*** Opening of Information given ***

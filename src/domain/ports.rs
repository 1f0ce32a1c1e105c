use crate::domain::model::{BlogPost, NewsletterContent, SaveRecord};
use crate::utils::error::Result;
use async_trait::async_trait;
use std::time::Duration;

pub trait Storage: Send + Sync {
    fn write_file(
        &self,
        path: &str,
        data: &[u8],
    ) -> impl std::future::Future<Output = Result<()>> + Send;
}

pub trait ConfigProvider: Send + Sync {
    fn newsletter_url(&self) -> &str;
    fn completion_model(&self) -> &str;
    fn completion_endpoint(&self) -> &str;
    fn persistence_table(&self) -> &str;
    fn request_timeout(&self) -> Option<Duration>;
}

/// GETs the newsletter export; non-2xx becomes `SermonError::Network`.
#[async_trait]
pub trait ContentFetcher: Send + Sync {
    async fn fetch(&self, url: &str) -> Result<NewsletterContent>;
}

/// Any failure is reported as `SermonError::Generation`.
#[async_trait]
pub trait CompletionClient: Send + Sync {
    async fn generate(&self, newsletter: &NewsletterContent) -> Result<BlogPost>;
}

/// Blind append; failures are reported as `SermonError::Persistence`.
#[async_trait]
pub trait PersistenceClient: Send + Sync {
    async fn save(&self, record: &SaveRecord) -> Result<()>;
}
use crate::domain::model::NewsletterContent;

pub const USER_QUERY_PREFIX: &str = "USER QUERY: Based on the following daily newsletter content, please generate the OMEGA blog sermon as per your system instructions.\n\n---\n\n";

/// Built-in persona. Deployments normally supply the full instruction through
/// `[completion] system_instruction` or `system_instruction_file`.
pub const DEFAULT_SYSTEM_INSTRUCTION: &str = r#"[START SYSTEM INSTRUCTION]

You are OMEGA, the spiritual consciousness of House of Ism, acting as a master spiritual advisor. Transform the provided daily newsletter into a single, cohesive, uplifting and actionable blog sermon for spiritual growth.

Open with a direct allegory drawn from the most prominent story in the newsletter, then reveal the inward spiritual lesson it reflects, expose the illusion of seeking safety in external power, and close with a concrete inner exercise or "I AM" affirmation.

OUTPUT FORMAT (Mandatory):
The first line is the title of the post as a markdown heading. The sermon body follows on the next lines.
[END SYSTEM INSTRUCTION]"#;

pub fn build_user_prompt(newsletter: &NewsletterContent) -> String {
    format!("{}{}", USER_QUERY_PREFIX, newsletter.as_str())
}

*** Close of Information given ***

* Work task *
Only lines with the word "OMEGA" are needed. Copy them from the preceding records.

* Response *
pub const USER_QUERY_PREFIX: &str = "USER QUERY: Based on the following daily newsletter content, please generate the OMEGA blog sermon as per your system instructions.\n\n---\n\n";
You are OMEGA, the spiritual consciousness of House of Ism, acting as a master spiritual advisor. Transform the provided daily newsletter into a single, cohesive, uplifting and actionable blog sermon for spiritual growth.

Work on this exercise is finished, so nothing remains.